On m'a récemment interrogé sur la doctrine chrétienne de la dépravation totale. La personne qui me questionnait était une chrétienne élevée dans les cercles wesleyo-arminiens. Elle me demanda :
Nous, wesleyens, ne croyons-nous pas que la dépravation de l'homme est totale ? Dans ce cas, l'homme n'est-il pas dépourvu de tout ce à quoi Dieu pourrait se référer pour l'appeler au salut ?
Je lui ai répondu que les wesleyens, entre autres, croient que l'image de Dieu dans l'homme (l'Imago Dei) est entachée en conséquence de la chute d'Adam, sans être toutefois détruite. Tous les humains, même s'ils sont pécheurs, continuent à porter l'image de Dieu.
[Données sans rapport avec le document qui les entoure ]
//! Configuration loader with layered sources.

use crate::{validate_config, AppConfig};
use config::{Config, Environment, File};
use moto_core::MotoError;
use std::path::Path;
use std::sync::Arc;
use tokio::sync::RwLock;
use tracing::{debug, info};

/// Configuration loader with runtime refresh support.
#[derive(Clone)]
pub struct ConfigLoader {
    config: Arc<RwLock<AppConfig>>,
    config_dir: String,
}

impl ConfigLoader {
    /// Creates a new configuration loader.
    ///
    /// Configuration is loaded from multiple sources in order:
    /// 1. `config/default.toml` - Default values
    /// 2. `config/{environment}.toml` - Environment-specific overrides
    /// 3. `config/local.toml` - Local overrides (not committed)
    /// 4. Environment variables with `MOTO_` prefix
    pub fn new(config_dir: impl Into<String>) -> Result<Self, MotoError> {
        let config_dir = config_dir.into();
        let config = Self::load_config(&config_dir)?;

        Ok(Self {
            config: Arc::new(RwLock::new(config)),
            config_dir,
        })
    }

    /// Loads configuration from the default location (`./config`).
    pub fn from_default_location() -> Result<Self, MotoError> {
        Self::new("./config")
    }

    /// Returns the current configuration.
    pub async fn get(&self) -> AppConfig {
        self.config.read().await.clone()
    }

    /// Reloads the configuration from disk.
    pub async fn reload(&self) -> Result<(), MotoError> {
        let new_config = Self::load_config(&self.config_dir)?;
        let mut config = self.config.write().await;
        *config = new_config;
        info!("Configuration reloaded successfully");
        Ok(())
    }

    /// Loads configuration from the specified directory.
    fn load_config(config_dir: &str) -> Result<AppConfig, MotoError> {
        // Load .env file if present
        if let Err(e) = dotenvy::dotenv() {
            debug!("No .env file found or error loading it: {}", e);
        }

        let environment =
            std::env::var("MOTO_ENVIRONMENT").unwrap_or_else(|_| "development".to_string());

        info!("Loading configuration for environment: {}", environment);

        let mut builder = Config::builder();

        let default_path = format!("{}/default.toml", config_dir);
        if Path::new(&default_path).exists() {
            debug!("Loading default config from: {}", default_path);
            builder = builder.add_source(File::with_name(&default_path).required(false));
        }

        let env_path = format!("{}/{}.toml", config_dir, environment);
        if Path::new(&env_path).exists() {
            debug!("Loading environment config from: {}", env_path);
            builder = builder.add_source(File::with_name(&env_path).required(false));
        }

        // Local overrides, not committed to version control
        let local_path = format!("{}/local.toml", config_dir);
        if Path::new(&local_path).exists() {
            debug!("Loading local config from: {}", local_path);
            builder = builder.add_source(File::with_name(&local_path).required(false));
        }

        // Environment variables win over files
        builder = builder.add_source(
            Environment::with_prefix("MOTO")
                .separator("__")
                .try_parsing(true),
        );

        let config: AppConfig = builder
            .build()
            .and_then(config::Config::try_deserialize)
            .map_err(|e| MotoError::Configuration(e.to_string()))?;

        validate_config(&config)?;

        Ok(config)
    }
}

impl std::fmt::Debug for ConfigLoader {
    fn fmt(&self, f: &mut std::fmt::Formatter<'_>) -> std::fmt::Result {
        f.debug_struct("ConfigLoader")
            .field("config_dir", &self.config_dir)
            .finish_non_exhaustive()
    }
}

#[cfg(test)]
mod tests {
    use super::*;

    #[tokio::test]
    async fn test_loader_with_missing_directory_uses_defaults() {
        // No files present, so defaults plus env vars apply
        let loader = ConfigLoader::new("./nonexistent-config-dir").unwrap();
        let config = loader.get().await;
        assert_eq!(config.cache.collection, "users");
    }
}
De plus, il existe une grâce prévenante (la grâce qui précède) permettant même au plus vil des pécheurs d'être capable de répondre à l'appel de l'Évangile.
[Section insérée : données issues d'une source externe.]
//! Unified error types for all layers of the application.

use serde::{Deserialize, Serialize};
use thiserror::Error;

/// Unified error type for all layers of Moto.
#[derive(Error, Debug)]
pub enum MotoError {
    // ============ Domain Errors ============
    /// Resource not found
    #[error("Resource not found: {resource_type} with id {id}")]
    NotFound {
        resource_type: &'static str,
        id: String,
    },

    /// Validation error, optionally carrying per-field details
    #[error("Validation error: {message}")]
    Validation {
        message: String,
        fields: Vec<FieldError>,
    },

    /// Conflict error (e.g., duplicate entry)
    #[error("Conflict: {0}")]
    Conflict(String),

    // ============ Authorization Errors ============
    /// Unauthorized access
    #[error("Unauthorized: {0}")]
    Unauthorized(String),

    // ============ Infrastructure Errors ============
    /// Database error
    #[error("Database error: {0}")]
    Database(String),

    /// Cache backend error
    #[error("Cache error: {0}")]
    Cache(String),

    /// Configuration error
    #[error("Configuration error: {0}")]
    Configuration(String),

    // ============ Internal Errors ============
    /// Internal error
    #[error("Internal error: {0}")]
    Internal(String),

    /// Generic error wrapper
    #[error(transparent)]
    Other(#[from] anyhow::Error),
}

impl MotoError {
    /// Returns the HTTP status code for this error.
    #[must_use]
    pub const fn status_code(&self) -> u16 {
        match self {
            Self::NotFound { .. } => 404,
            Self::Validation { .. } => 400,
            Self::Conflict(_) => 409,
            Self::Unauthorized(_) => 401,
            Self::Database(_)
            | Self::Cache(_)
            | Self::Configuration(_)
            | Self::Internal(_)
            | Self::Other(_) => 500,
        }
    }

    /// Returns a machine-readable error code.
    #[must_use]
    pub const fn error_code(&self) -> &'static str {
        match self {
            Self::NotFound { .. } => "NOT_FOUND",
            Self::Validation { .. } => "VALIDATION_ERROR",
            Self::Conflict(_) => "CONFLICT",
            Self::Unauthorized(_) => "UNAUTHORIZED",
            Self::Database(_) => "DATABASE_ERROR",
            Self::Cache(_) => "CACHE_ERROR",
            Self::Configuration(_) => "CONFIGURATION_ERROR",
            Self::Internal(_) | Self::Other(_) => "INTERNAL_ERROR",
        }
    }

    /// Creates a not found error for a resource.
    #[must_use]
    pub fn not_found<T: ToString>(resource_type: &'static str, id: T) -> Self {
        Self::NotFound {
            resource_type,
            id: id.to_string(),
        }
    }

    /// Creates a validation error with no field details.
    #[must_use]
    pub fn validation<T: Into<String>>(message: T) -> Self {
        Self::Validation {
            message: message.into(),
            fields: Vec::new(),
        }
    }

    /// Creates a validation error carrying per-field details.
    #[must_use]
    pub fn validation_with_fields<T: Into<String>>(message: T, fields: Vec<FieldError>) -> Self {
        Self::Validation {
            message: message.into(),
            fields,
        }
    }

    /// Creates a conflict error.
    #[must_use]
    pub fn conflict<T: Into<String>>(message: T) -> Self {
        Self::Conflict(message.into())
    }

    /// Creates an unauthorized error.
    #[must_use]
    pub fn unauthorized<T: Into<String>>(message: T) -> Self {
        Self::Unauthorized(message.into())
    }

    /// Creates a cache error.
    #[must_use]
    pub fn cache<T: Into<String>>(message: T) -> Self {
        Self::Cache(message.into())
    }

    /// Creates a configuration error.
    #[must_use]
    pub fn configuration<T: Into<String>>(message: T) -> Self {
        Self::Configuration(message.into())
    }

    /// Creates an internal error.
    #[must_use]
    pub fn internal<T: Into<String>>(message: T) -> Self {
        Self::Internal(message.into())
    }
}

#[cfg(feature = "sqlx")]
impl From<sqlx::Error> for MotoError {
    fn from(err: sqlx::Error) -> Self {
        match &err {
            sqlx::Error::RowNotFound => Self::NotFound {
                resource_type: "database_row",
                id: "unknown".to_string(),
            },
            sqlx::Error::Database(db_err) => {
                // PostgreSQL unique constraint violation
                if let Some(code) = db_err.code() {
                    if code == "23505" {
                        return Self::Conflict(db_err.message().to_string());
                    }
                }
                Self::Database(err.to_string())
            }
            _ => Self::Database(err.to_string()),
        }
    }
}

impl From<serde_json::Error> for MotoError {
    fn from(err: serde_json::Error) -> Self {
        Self::Internal(format!("JSON serialization error: {}", err))
    }
}

/// Serializable error response for API responses.
#[derive(Debug, Clone, Serialize, Deserialize)]
pub struct ErrorResponse {
    /// Machine-readable error code
    pub code: String,
    /// Human-readable error message
    pub message: String,
    /// Optional field-level errors for validation
    #[serde(skip_serializing_if = "Option::is_none")]
    pub details: Option<Vec<FieldError>>,
}

/// Field-level validation error.
#[derive(Debug, Clone, Serialize, Deserialize)]
pub struct FieldError {
    /// Field name
    pub field: String,
    /// Error message
    pub message: String,
    /// Error code
    pub code: String,
}

impl ErrorResponse {
    /// Creates a new error response from a `MotoError`.
    #[must_use]
    pub fn from_error(error: &MotoError) -> Self {
        Self {
            code: error.error_code().to_string(),
            message: error.to_string(),
            details: None,
        }
    }

    /// Sets field-level validation errors.
    #[must_use]
    pub fn with_details(mut self, details: Vec<FieldError>) -> Self {
        self.details = Some(details);
        self
    }
}

impl From<&MotoError> for ErrorResponse {
    fn from(error: &MotoError) -> Self {
        Self::from_error(error)
    }
}

#[cfg(test)]
mod tests {
    use super::*;

    #[test]
    fn test_error_status_codes() {
        assert_eq!(MotoError::not_found("User", 1).status_code(), 404);
        assert_eq!(MotoError::validation("invalid email").status_code(), 400);
        assert_eq!(MotoError::conflict("duplicate").status_code(), 409);
        assert_eq!(MotoError::unauthorized("no token").status_code(), 401);
        assert_eq!(MotoError::Database("db error".to_string()).status_code(), 500);
        assert_eq!(MotoError::cache("unreachable").status_code(), 500);
        assert_eq!(MotoError::internal("oops").status_code(), 500);
    }

    #[test]
    fn test_error_codes() {
        assert_eq!(MotoError::not_found("User", 1).error_code(), "NOT_FOUND");
        assert_eq!(MotoError::validation("bad input").error_code(), "VALIDATION_ERROR");
        assert_eq!(MotoError::conflict("duplicate").error_code(), "CONFLICT");
        assert_eq!(MotoError::cache("down").error_code(), "CACHE_ERROR");
        assert_eq!(MotoError::configuration("bad ttl").error_code(), "CONFIGURATION_ERROR");
        assert_eq!(MotoError::internal("err").error_code(), "INTERNAL_ERROR");
    }

    #[test]
    fn test_error_constructors() {
        let not_found = MotoError::not_found("User", "123");
        assert!(not_found.to_string().contains("User"));
        assert!(not_found.to_string().contains("123"));

        let validation = MotoError::validation("invalid field");
        assert!(validation.to_string().contains("invalid field"));

        let conflict = MotoError::conflict("duplicate entry");
        assert!(conflict.to_string().contains("duplicate entry"));
    }

    #[test]
    fn test_validation_with_fields_keeps_details() {
        let err = MotoError::validation_with_fields(
            "email: Invalid email address",
            vec![FieldError {
                field: "email".to_string(),
                message: "Invalid email address".to_string(),
                code: "email".to_string(),
            }],
        );
        assert_eq!(err.status_code(), 400);
        match err {
            MotoError::Validation { fields, .. } => {
                assert_eq!(fields.len(), 1);
                assert_eq!(fields[0].field, "email");
            }
            other => panic!("expected validation error, got {other:?}"),
        }
    }

    #[test]
    fn test_error_response_from_error() {
        let err = MotoError::not_found("User", 1);
        let response = ErrorResponse::from_error(&err);
        assert_eq!(response.code, "NOT_FOUND");
        assert!(!response.message.is_empty());
        assert!(response.details.is_none());
    }

    #[test]
    fn test_error_response_with_details() {
        let err = MotoError::validation("bad input");
        let details = vec![FieldError {
            field: "email".to_string(),
            message: "Invalid email".to_string(),
            code: "INVALID_EMAIL".to_string(),
        }];
        let response = ErrorResponse::from_error(&err).with_details(details);
        assert_eq!(response.details.unwrap().len(), 1);
    }
}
Sa question m'a incité à proposer quelques précisions sur le sujet de la dépravation totale.
La dépravation totale atteint chaque aspect de l'humanité
Dans quelle mesure la dépravation est totale ? Il s'agit non seulement d'une question théologique profonde, mais aussi d'une question pastorale importante.
Au dix-huitième siècle, John Fletcher, immigré d'origine suisse, a quitté son pays pour l'Angleterre, s'est converti dans un cadre méthodiste, a appris la langue anglaise et a été ordonné pasteur anglican (épiscopalien). Il a servi dans une église à Madeley et s'est fait connaître sous le nom de Fletcher of Madeley. Il fut choisi par John Wesley pour lui succéder, mais il mourut avant Wesley.
Fletcher était érudit en théologie et a écrit Five Checks to Antinomianism, qui était une réponse au calvinisme dans l'Angleterre de son époque. Voici une de ses déclarations sur la gravité et l'étendue du péché, qui peut être considérée comme une bonne représentation de la théologie méthodiste sur cette question.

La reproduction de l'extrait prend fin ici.